Institutional knowledge loss. A team that has operated on a provider for six months knows its failure modes. They know which time windows are riskier, which methods have latency spikes under load, how the rate limits behave during bursts. That knowledge disappears on day one with a new provider and takes time to rebuild.
Integration surface. If you’re using gRPC streams, Jito integration, bloXroute routing, or any provider-specific features, migration means rebuilding that integration layer. For teams running production MEV infrastructure, this is measured in weeks, not hours.
When switching is actually the right call
None of this means providers are interchangeable or that switching is never warranted. There are clear signals that a migration is the correct move.
The provider’s infrastructure is genuinely underperforming relative to your documented baseline — not just during a network-wide congestion event that affects everyone, but consistently and measurably across normal operating conditions.
You’ve outgrown the product tier and upgrading to dedicated infrastructure requires moving to a provider that specializes in it. Shared endpoints have a ceiling. Once your workload hits that ceiling, you’re not getting more performance by paying more on the same plan — you need a different architecture.

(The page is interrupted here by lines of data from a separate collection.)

use std::collections::HashSet;

use chrono::{DateTime, Utc};
use serde::{Deserialize, Serialize};
use sled::transaction::ConflictableTransactionError;
use sled::Transactional;

use crate::store::keys;
use crate::store::{map_tx_error, tx_deserialize, Store, StoreError};

/// Replica of a flashcard owned by the spaced-repetition service. Only the
/// fields the scheduler reads are kept.
#[derive(Debug, Clone, Serialize, Deserialize, PartialEq)]
#[serde(rename_all = "camelCase")]
pub struct Flashcard {
    pub id: String,
    pub user_id: String,
    pub front: String,
    #[serde(default)]
    pub tags: Vec<String>,
    pub ease_factor: f64,
    pub repetitions: u32,
    pub interval_days: u32,
    pub next_review_date: Option<DateTime<Utc>>,
    pub last_reviewed_at: Option<DateTime<Utc>>,
    pub created_at: DateTime<Utc>,
}

impl Flashcard {
    pub fn is_due(&self, now: DateTime<Utc>) -> bool {
        self.next_review_date.is_some_and(|due| due <= now)
    }

    pub fn is_mastered(&self, min_repetitions: u32, min_ease: f64) -> bool {
        self.repetitions >= min_repetitions && self.ease_factor >= min_ease
    }

    pub fn has_tag(&self, topic: &str) -> bool {
        self.tags.iter().any(|t| t.eq_ignore_ascii_case(topic))
    }
}

fn due_index_key_for_card(card: &Flashcard) -> Result<Option<String>, StoreError> {
    match card.next_review_date {
        Some(next_review_date) => Ok(Some(keys::flashcard_due_index_key(
            &card.user_id,
            next_review_date.timestamp_millis(),
            &card.id,
        )?)),
        None => Ok(None),
    }
}

impl Store {
    pub fn get_flashcard(&self, user_id: &str, card_id: &str) -> Result<Option<Flashcard>, StoreError> {
        let key = keys::flashcard_key(user_id, card_id)?;
        match self.flashcards.get(key.as_bytes())? {
            Some(raw) => Ok(Some(Self::deserialize(&raw)?)),
            None => Ok(None),
        }
    }

    /// Write the card and move its due-index entry in one transaction.
    pub fn upsert_flashcard(&self, card: &Flashcard) -> Result<(), StoreError> {
        let key = keys::flashcard_key(&card.user_id, &card.id)?;
        let value = Self::serialize(card)?;
        let next_due_index_key = due_index_key_for_card(card)?;

        (&self.flashcards, &self.flashcard_due_index)
            .transaction(|(tx_cards, tx_due_index)| {
                if let Some(old_raw) = tx_cards.get(key.as_bytes())? {
                    let old_card: Flashcard = tx_deserialize(&old_raw)?;
                    if let Some(old_key) =
                        due_index_key_for_card(&old_card).map_err(ConflictableTransactionError::Abort)?
                    {
                        tx_due_index.remove(old_key.as_bytes())?;
                    }
                }

                tx_cards.insert(key.as_bytes(), value.as_slice())?;

                if let Some(due_key) = &next_due_index_key {
                    tx_due_index.insert(due_key.as_bytes(), &[] as &[u8])?;
                }
                Ok(())
            })
            .map_err(map_tx_error)
    }

    pub fn delete_flashcard(&self, user_id: &str, card_id: &str) -> Result<bool, StoreError> {
        let key = keys::flashcard_key(user_id, card_id)?;

        (&self.flashcards, &self.flashcard_due_index)
            .transaction(|(tx_cards, tx_due_index)| {
                let Some(raw) = tx_cards.remove(key.as_bytes())? else {
                    return Ok(false);
                };
                let removed: Flashcard = tx_deserialize(&raw)?;
                if let Some(due_key) =
                    due_index_key_for_card(&removed).map_err(ConflictableTransactionError::Abort)?
                {
                    tx_due_index.remove(due_key.as_bytes())?;
                }
                Ok(true)
            })
            .map_err(map_tx_error)
    }

    pub fn list_flashcards(&self, user_id: &str) -> Result<Vec<Flashcard>, StoreError> {
        let prefix = keys::user_prefix(user_id)?;
        let mut cards = Vec::new();
        for item in self.flashcards.scan_prefix(prefix.as_bytes()) {
            let (_, value) = item?;
            cards.push(Self::deserialize::<Flashcard>(&value)?);
        }
        Ok(cards)
    }

    /// Cards due at `now`, earliest first, at most `limit`.
    ///
    /// Index entries that no longer match the stored card (stale after a
    /// concurrent update) are skipped.
    pub fn due_flashcards(
        &self,
        user_id: &str,
        now: DateTime<Utc>,
        limit: usize,
    ) -> Result<Vec<Flashcard>, StoreError> {
        if limit == 0 {
            return Ok(Vec::new());
        }

        let prefix = keys::user_prefix(user_id)?;
        let now_ms = now.timestamp_millis().max(0);
        let mut due = Vec::with_capacity(limit);
        let mut seen = HashSet::new();

        for item in self.flashcard_due_index.scan_prefix(prefix.as_bytes()) {
            let (key, _) = item?;
            let Some((due_ts_ms, card_id)) = keys::parse_due_index_key(&key) else {
                continue;
            };
            if due_ts_ms > now_ms {
                break;
            }

            if let Some(card) = self.get_flashcard(user_id, &card_id)? {
                let card_due_ms = card
                    .next_review_date
                    .map(|d| d.timestamp_millis().max(0));
                if card_due_ms == Some(due_ts_ms) && seen.insert(card_id) {
                    due.push(card);
                    if due.len() >= limit {
                        break;
                    }
                }
            }
        }

        Ok(due)
    }

    /// Total number of due cards, without the candidate cap.
    pub fn count_due_flashcards(&self, user_id: &str, now: DateTime<Utc>) -> Result<usize, StoreError> {
        let prefix = keys::user_prefix(user_id)?;
        let now_ms = now.timestamp_millis().max(0);
        let mut count = 0usize;
        for item in self.flashcard_due_index.scan_prefix(prefix.as_bytes()) {
            let (key, _) = item?;
            match keys::parse_due_index_key(&key) {
                Some((ts, _)) if ts <= now_ms => count += 1,
                Some(_) => break,
                None => continue,
            }
        }
        Ok(count)
    }
}

#[cfg(test)]
mod tests {
    use chrono::Duration;
    use tempfile::tempdir;

    use super::*;

    fn card(user: &str, id: &str, due_in_minutes: Option<i64>) -> Flashcard {
        let now = Utc::now();
        Flashcard {
            id: id.to_string(),
            user_id: user.to_string(),
            front: format!("front {id}"),
            tags: vec!["Grammar".to_string()],
            ease_factor: 2.5,
            repetitions: 1,
            interval_days: 1,
            next_review_date: due_in_minutes.map(|m| now + Duration::minutes(m)),
            last_reviewed_at: None,
            created_at: now,
        }
    }

    #[test]
    fn due_flashcards_are_earliest_first_and_limited() {
        let dir = tempdir().unwrap();
        let store = Store::open(dir.path().join("db").to_str().unwrap()).unwrap();
        store.upsert_flashcard(&card("u1", "c1", Some(-10))).unwrap();
        store.upsert_flashcard(&card("u1", "c2", Some(-60))).unwrap();
        store.upsert_flashcard(&card("u1", "c3", Some(60))).unwrap();
        store.upsert_flashcard(&card("u1", "c4", None)).unwrap();
        store.upsert_flashcard(&card("u2", "c5", Some(-5))).unwrap();

        let due = store.due_flashcards("u1", Utc::now(), 10).unwrap();
        let ids: Vec<_> = due.iter().map(|c| c.id.as_str()).collect();
        assert_eq!(ids, vec!["c2", "c1"]);

        assert_eq!(store.due_flashcards("u1", Utc::now(), 1).unwrap().len(), 1);
        assert_eq!(store.count_due_flashcards("u1", Utc::now()).unwrap(), 2);
    }

    #[test]
    fn due_and_mastery_checks() {
        let now = Utc::now();
        assert!(card("u1", "c1", Some(-1)).is_due(now));
        assert!(!card("u1", "c2", Some(30)).is_due(now));
        assert!(!card("u1", "c3", None).is_due(now));

        let mut c = card("u1", "c4", None);
        assert!(!c.is_mastered(3, 2.5));
        c.repetitions = 3;
        assert!(c.is_mastered(3, 2.5));
    }

    #[test]
    fn rescheduled_card_leaves_due_set() {
        let dir = tempdir().unwrap();
        let store = Store::open(dir.path().join("db-move").to_str().unwrap()).unwrap();
        let mut c = card("u1", "c1", Some(-10));
        store.upsert_flashcard(&c).unwrap();
        assert_eq!(store.due_flashcards("u1", Utc::now(), 10).unwrap().len(), 1);

        c.next_review_date = Some(Utc::now() + Duration::days(3));
        store.upsert_flashcard(&c).unwrap();
        assert!(store.due_flashcards("u1", Utc::now(), 10).unwrap().is_empty());
        assert_eq!(store.flashcard_due_index.len(), 1);
    }

    #[test]
    fn deleted_card_disappears_from_index() {
        let dir = tempdir().unwrap();
        let store = Store::open(dir.path().join("db-del").to_str().unwrap()).unwrap();
        store.upsert_flashcard(&card("u1", "c1", Some(-10))).unwrap();
        assert!(store.delete_flashcard("u1", "c1").unwrap());
        assert!(!store.delete_flashcard("u1", "c1").unwrap());
        assert!(store.flashcard_due_index.is_empty());
    }
}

Your latency requirements have changed. A team that started with a consumer dApp and shifted to HFT has fundamentally different infrastructure needs. The provider that was right at launch may not have the bare-metal colocation and Geyser feed infrastructure that competitive execution requires.
The provider’s reliability has degraded in a sustained, documented way — not a single incident, but a pattern over weeks that support cannot explain or resolve.
The comparison trap
Provider comparison pages are optimized to look favorable to everyone. Average latency numbers are measured under controlled conditions. Uptime percentages cover scheduled maintenance windows but not the silent degradation that matters most. “gRPC support” as a feature line item tells you nothing about whether the implementation is production-grade or whether the nodes serving it are colocated near high-stake validators.
The only comparison that matters is the one you run yourself, against your own traffic patterns, during realistic network conditions. Two endpoints running in parallel, same subscription scope, same transaction load, measured at p50/p90/p99 over at least two weeks. Anything shorter than that doesn’t capture the tail behavior that determines production viability.
The question worth asking first
Before a migration plan gets written, one question is worth asking honestly: is this actually an infrastructure problem, or is it a configuration problem wearing infrastructure’s clothes?
The answer is almost always knowable. It just requires measuring the right things instead of the most convenient things — and being willing to sit with the results even when they point somewhere less satisfying than a provider switch.